_Work required:_ Each of the entries should be output exactly, with nothing left out.

--- Data extracts ---

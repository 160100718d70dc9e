use crate::allocator::TempIdAllocator;
use crate::entity::Entity;
use crate::row::{RemovalOutcome, Row, RowStatus};
use crate::util::errors::{Result, StagingError};
use crate::identity::Identity;

/// Reducer for single-row lifecycle transitions.
///
/// CLEAN -> UPDATED on edit, NEW stays NEW, anything -> REMOVED on removal
/// (or out of the working set entirely for unsaved rows). Never touches the
/// network.
pub struct RowStateTracker;

impl RowStateTracker {
    pub fn apply_edit<E: Entity>(row: &mut Row<E>, payload: E) -> Result<()> {
        match row.status() {
            RowStatus::Removed => return Err(StagingError::RowRemoved(row.identity().clone())),
            RowStatus::Clean => {
                let previous = row.replace_payload(payload);
                row.set_snapshot(Some(previous));
                row.set_status(RowStatus::Updated);
            }
            RowStatus::New | RowStatus::Updated => {
                row.replace_payload(payload);
            }
        }
        row.set_error(None);
        Ok(())
    }

    pub fn apply_add<E: Entity>(allocator: &mut TempIdAllocator, defaults: E) -> Row<E> {
        Row::new_local(allocator.allocate(), defaults)
    }

    /// Decides what removing `row` means and marks it when it stays in the
    /// working set. A `LocalDiscard` row must be dropped by the caller.
    pub fn apply_remove<E: Entity>(row: &mut Row<E>) -> Result<RemovalOutcome> {
        if row.payload().is_protected() {
            return Err(StagingError::ProtectedRow(row.identity().clone()));
        }
        match row.identity() {
            Identity::Temp(temp) => Ok(RemovalOutcome::LocalDiscard(*temp)),
            Identity::Server(id) => {
                let id = id.clone();
                if row.status() == RowStatus::Clean {
                    row.set_snapshot(Some(row.payload().clone()));
                }
                row.set_status(RowStatus::Removed);
                row.set_error(None);
                Ok(RemovalOutcome::MarkedForDeletion(id))
            }
        }
    }
}

#[cfg(test)]
mod tests {
    use super::*;
    use crate::identity::ServerId;
    use crate::tests::fixtures::Item;

    #[test]
    fn edit_moves_clean_to_updated_and_keeps_new() {
        let mut allocator = TempIdAllocator::new();
        let mut clean = Row::from_server(ServerId::new("S1"), Item::new("G1", "A", false, 1));
        let mut fresh = RowStateTracker::apply_add(&mut allocator, Item::new("G1", "B", false, 2));

        RowStateTracker::apply_edit(&mut clean, Item::new("G1", "A2", false, 1)).unwrap();
        RowStateTracker::apply_edit(&mut fresh, Item::new("G1", "B2", false, 2)).unwrap();
        RowStateTracker::apply_edit(&mut clean, Item::new("G1", "A3", false, 1)).unwrap();

        assert_eq!(clean.status(), RowStatus::Updated);
        assert_eq!(clean.payload().code, "A3");
        assert_eq!(clean.snapshot().map(|item| item.code.as_str()), Some("A"));
        assert_eq!(fresh.status(), RowStatus::New);
        assert_eq!(fresh.payload().code, "B2");
    }

    #[test]
    fn removal_outcome_depends_on_identity() {
        let mut allocator = TempIdAllocator::new();
        let mut fresh = RowStateTracker::apply_add(&mut allocator, Item::new("G1", "N", false, 1));
        let mut stored = Row::from_server(ServerId::new("S4"), Item::new("G1", "S", false, 2));

        let temp = fresh.identity().temp_id().unwrap();
        assert_eq!(
            RowStateTracker::apply_remove(&mut fresh).unwrap(),
            RemovalOutcome::LocalDiscard(temp)
        );
        assert_eq!(
            RowStateTracker::apply_remove(&mut stored).unwrap(),
            RemovalOutcome::MarkedForDeletion(ServerId::new("S4"))
        );
        assert_eq!(stored.status(), RowStatus::Removed);
    }

    #[test]
    fn protected_rows_reject_removal() {
        let mut stored = Row::from_server(
            ServerId::new("S1"),
            Item::new("G1", "SYS", true, 1).protected(),
        );

        let err = RowStateTracker::apply_remove(&mut stored).unwrap_err();
        assert!(matches!(err, StagingError::ProtectedRow(_)));
        assert_eq!(stored.status(), RowStatus::Clean);
    }

    #[test]
    fn removed_rows_reject_edits() {
        let mut stored = Row::from_server(ServerId::new("S1"), Item::new("G1", "A", false, 1));
        RowStateTracker::apply_remove(&mut stored).unwrap();

        let err = RowStateTracker::apply_edit(&mut stored, Item::new("G1", "B", false, 1)).unwrap_err();
        assert!(matches!(err, StagingError::RowRemoved(_)));
    }
}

---

_Task output:_
repository 160100718d70dc9e
use crate::allocator::TempIdAllocator;
use crate::entity::Entity;
use crate::row::{RemovalOutcome, Row, RowStatus};
use crate::util::errors::{Result, StagingError};
use crate::identity::Identity;

/// Reducer for single-row lifecycle transitions.
///
/// CLEAN -> UPDATED on edit, NEW stays NEW, anything -> REMOVED on removal
/// (or out of the working set entirely for unsaved rows). Never touches the
/// network.
pub struct RowStateTracker;

impl RowStateTracker {
    pub fn apply_edit<E: Entity>(row: &mut Row<E>, payload: E) -> Result<()> {
        match row.status() {
            RowStatus::Removed => return Err(StagingError::RowRemoved(row.identity().clone())),
            RowStatus::Clean => {
                let previous = row.replace_payload(payload);
                row.set_snapshot(Some(previous));
                row.set_status(RowStatus::Updated);
            }
            RowStatus::New | RowStatus::Updated => {
                row.replace_payload(payload);
            }
        }
        row.set_error(None);
        Ok(())
    }

    pub fn apply_add<E: Entity>(allocator: &mut TempIdAllocator, defaults: E) -> Row<E> {
        Row::new_local(allocator.allocate(), defaults)
    }

    /// Decides what removing `row` means and marks it when it stays in the
    /// working set. A `LocalDiscard` row must be dropped by the caller.
    pub fn apply_remove<E: Entity>(row: &mut Row<E>) -> Result<RemovalOutcome> {
        if row.payload().is_protected() {
            return Err(StagingError::ProtectedRow(row.identity().clone()));
        }
        match row.identity() {
            Identity::Temp(temp) => Ok(RemovalOutcome::LocalDiscard(*temp)),
            Identity::Server(id) => {
                let id = id.clone();
                if row.status() == RowStatus::Clean {
                    row.set_snapshot(Some(row.payload().clone()));
                }
                row.set_status(RowStatus::Removed);
                row.set_error(None);
                Ok(RemovalOutcome::MarkedForDeletion(id))
            }
        }
    }
}

#[cfg(test)]
mod tests {
    use super::*;
    use crate::identity::ServerId;
    use crate::tests::fixtures::Item;

    #[test]
    fn edit_moves_clean_to_updated_and_keeps_new() {
        let mut allocator = TempIdAllocator::new();
        let mut clean = Row::from_server(ServerId::new("S1"), Item::new("G1", "A", false, 1));
        let mut fresh = RowStateTracker::apply_add(&mut allocator, Item::new("G1", "B", false, 2));

        RowStateTracker::apply_edit(&mut clean, Item::new("G1", "A2", false, 1)).unwrap();
        RowStateTracker::apply_edit(&mut fresh, Item::new("G1", "B2", false, 2)).unwrap();
        RowStateTracker::apply_edit(&mut clean, Item::new("G1", "A3", false, 1)).unwrap();

        assert_eq!(clean.status(), RowStatus::Updated);
        assert_eq!(clean.payload().code, "A3");
        assert_eq!(clean.snapshot().map(|item| item.code.as_str()), Some("A"));
        assert_eq!(fresh.status(), RowStatus::New);
        assert_eq!(fresh.payload().code, "B2");
    }

    #[test]
    fn removal_outcome_depends_on_identity() {
        let mut allocator = TempIdAllocator::new();
        let mut fresh = RowStateTracker::apply_add(&mut allocator, Item::new("G1", "N", false, 1));
        let mut stored = Row::from_server(ServerId::new("S4"), Item::new("G1", "S", false, 2));

        let temp = fresh.identity().temp_id().unwrap();
        assert_eq!(
            RowStateTracker::apply_remove(&mut fresh).unwrap(),
            RemovalOutcome::LocalDiscard(temp)
        );
        assert_eq!(
            RowStateTracker::apply_remove(&mut stored).unwrap(),
            RemovalOutcome::MarkedForDeletion(ServerId::new("S4"))
        );
        assert_eq!(stored.status(), RowStatus::Removed);
    }

    #[test]
    fn protected_rows_reject_removal() {
        let mut stored = Row::from_server(
            ServerId::new("S1"),
            Item::new("G1", "SYS", true, 1).protected(),
        );

        let err = RowStateTracker::apply_remove(&mut stored).unwrap_err();
        assert!(matches!(err, StagingError::ProtectedRow(_)));
        assert_eq!(stored.status(), RowStatus::Clean);
    }

    #[test]
    fn removed_rows_reject_edits() {
        let mut stored = Row::from_server(ServerId::new("S1"), Item::new("G1", "A", false, 1));
        RowStateTracker::apply_remove(&mut stored).unwrap();

        let err = RowStateTracker::apply_edit(&mut stored, Item::new("G1", "B", false, 1)).unwrap_err();
        assert!(matches!(err, StagingError::RowRemoved(_)));
    }
}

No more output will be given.